Compared to prior art noise filters that relay on predetermined
assumptions of noise characteristics, the speech processing is more
flexible because it analyzes the noise signature of the particular
environment and removes noise signals that represent the particular
environment. It is therefore less likely to be over-inclusive or
under-inclusive in noise removal. Other filtering techniques such
as Wiener filtering and Kalman filtering can also be used to
perform speech post-processing. Since the ICA filter solution will
only converge to a limit cycle of the true solution, the filter
coefficients will keep on adapting without resulting in better
separation performance. Some coefficients have been observed to
drift to their resolution limits. Therefore a post-processed
version of the ICA output containing the desired speaker signal is
fed back through the IIR feedback structure as illustrated the
convergence limit cycle is overcome and not destabilizing the ICA
algorithm. A beneficial byproduct of this procedure is that
convergence is accelerated considerably.
[0087] With the ICA process generally explained, certain specific
features are made available to the headset or earpiece devices. For
example, the general ICA process is adjusted to provide an adaptive
reset mechanism. A signal separation process 750 is illustrated in
FIG. 12. Signal separation process 750 receives a first input
signal 760 from a first microphone, and a second input signal 762
from a second microphone. As described above, the ICA process has
filters which adapt during operation. As these filters adapt, the
overall process may eventually become unstable, and the resulting
signal becomes distorted or saturated. Upon the output signal
becoming saturated, the filters need to be reset, which may result
in an annoying "pop" in the generated speech signal 770. In one
particularly desirable arrangement, the ICA process 750 has a
learning stage 752 and an output stage 756. The learning stage 752
employs a relatively aggressive ICA filter arrangement, but its
output is used only to "teach" the output stage 756. The output
stage 756 provides a smoothing function, and more slowly adapts to
changing conditions. The output stage generates a signal having
speech content 770, as well as a noise-dominant signal 773. In this
way, the learning stage quickly adapts and directs the changes made
to the output stage, while the output stage exhibits an inertia or
resistance to change. The ICA reset process 765 monitors values in
each stage, as well as the final output signal. Since the learning
stage 752 is operating aggressively, it is likely that the learning
stage 752 will saturate more often then the output stage 756. Upon
saturation, the learning stage filter coefficients 754 are reset to
a default condition, and the learning ICA 752 has its filter
history replaced with current sample values. However, since the
output of the learning ICA 752 is not directly connected to any
output signal, the resulting "glitch" does not cause any
perceptible or audible distortion. Instead, the change merely
results in a different set of filter coefficients being sent to the
output stage 756. But, since the output stage 756 changes
relatively slowly, it too, does not generate any perceptible or
audible distortion. By resetting only the learning stage 752, the
ICA process 750 is made to operate without substantial distortion
due to resets. Of course, the output stage 756 may still
occasionally need to be reset, which may result in the usual "pop".

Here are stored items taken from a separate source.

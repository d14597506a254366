//! Lifecycle management subsystem.
//!
//! # Data Flow
//! ```text
//! Startup (startup.rs):
//!     Validated config → build components → start sweeper/reload → serve
//!
//! Shutdown (shutdown.rs):
//!     Signal received → stop accepting → finish in-flight requests
//!         → wait for background tasks (tasks.rs) → Stopped
//!
//! Signals (signals.rs):
//!     SIGTERM/SIGINT → trigger graceful shutdown
//! ```
//!
//! # Design Decisions
//! - Ordered shutdown: stop accept, drain requests, drain tasks
//! - Request drain has a deadline; task drain does not unless configured

pub mod shutdown;
pub mod signals;
pub mod startup;
pub mod tasks;

pub use shutdown::{Lifecycle, LifecycleError, LifecycleState, Shutdown};
pub use startup::Service;
pub use tasks::BackgroundTasks;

However, the occurrence is now relatively rare.
[0088] Further, a reset mechanism is desired that will create a
stable separating ICA filtered output with minimal distortion and
discontinuity perception in the resulting audio by the user. Since
the saturation checks are evaluated on a batch of stereo buffer
samples and after ICA filtering, the buffers should be chosen as
small as practical since reset buffers from the ICA stage will be
discarded and there is not enough time to redo the ICA filtering in
the current sample period. The past filter history is reinitialized
for both ICA filter stages with the current recorded input buffer
values. The post processing stage will receive the current recorded
speech+noise signal and the current recorded noise channel signal
as reference. Since the ICA buffer sizes can be reduced to 4 ms,
this results in an imperceptible discontinuity in the desired
speaker voice output.
[0089] When the ICA process is started or reset, the filter values
754 or 758 or taps are reset to predefined values. Since the
headset or earpiece often has only a limited range of operating
conditions, the default values for the taps may be selected to
account for the expected operating arrangement. For example, the
distance from each microphone to the speaker's mouth is usually
held in a small range, and the expected frequency of the speaker's
voice is likely to be in a relatively small range. Using these
constraints, as well as actual operation values, a set of
reasonably accurate tap values may be determined. By carefully
selecting default values, the time for the ICA to perform
expectable separation is reduced. Explicit constraints on the range
of filter taps to constrain the possible solution space should be
included. These constraints may be derived from directivity
considerations or experimental values obtained through convergence
to optimal solutions in previous experiments. It will also be
appreciated that the default values may adapt over time and
according to environmental conditions.
[0090] It will also be appreciated that a communication system may
have more than one set 777 of default values. For example, one set
of default values (e.g. "Set 1") may be used in a very noisy
environment, and another set of default values (e.g., "Set 2") may
be used in a more quite environment. In another example, different
sets of default values may be stored for different users. If more
than one set of default values is provided, than a supervisory
module 767 will be included that determines the current operating
environment, and determines which of the available default value
sets will be used. Then, when the reset command is received from
the reset monitor 765, the supervisory process 767 will direct the
selected default values to the ICA process filter coefficients, for
example, by storing new default values in Flash memory on a
chipset.
[0091] Any approach starting the separation optimization from a set
of initial conditions is used to speed up convergence. For any
given scenario, a supervisory module should decide if a particular
set of initial conditions is suitable and implement it.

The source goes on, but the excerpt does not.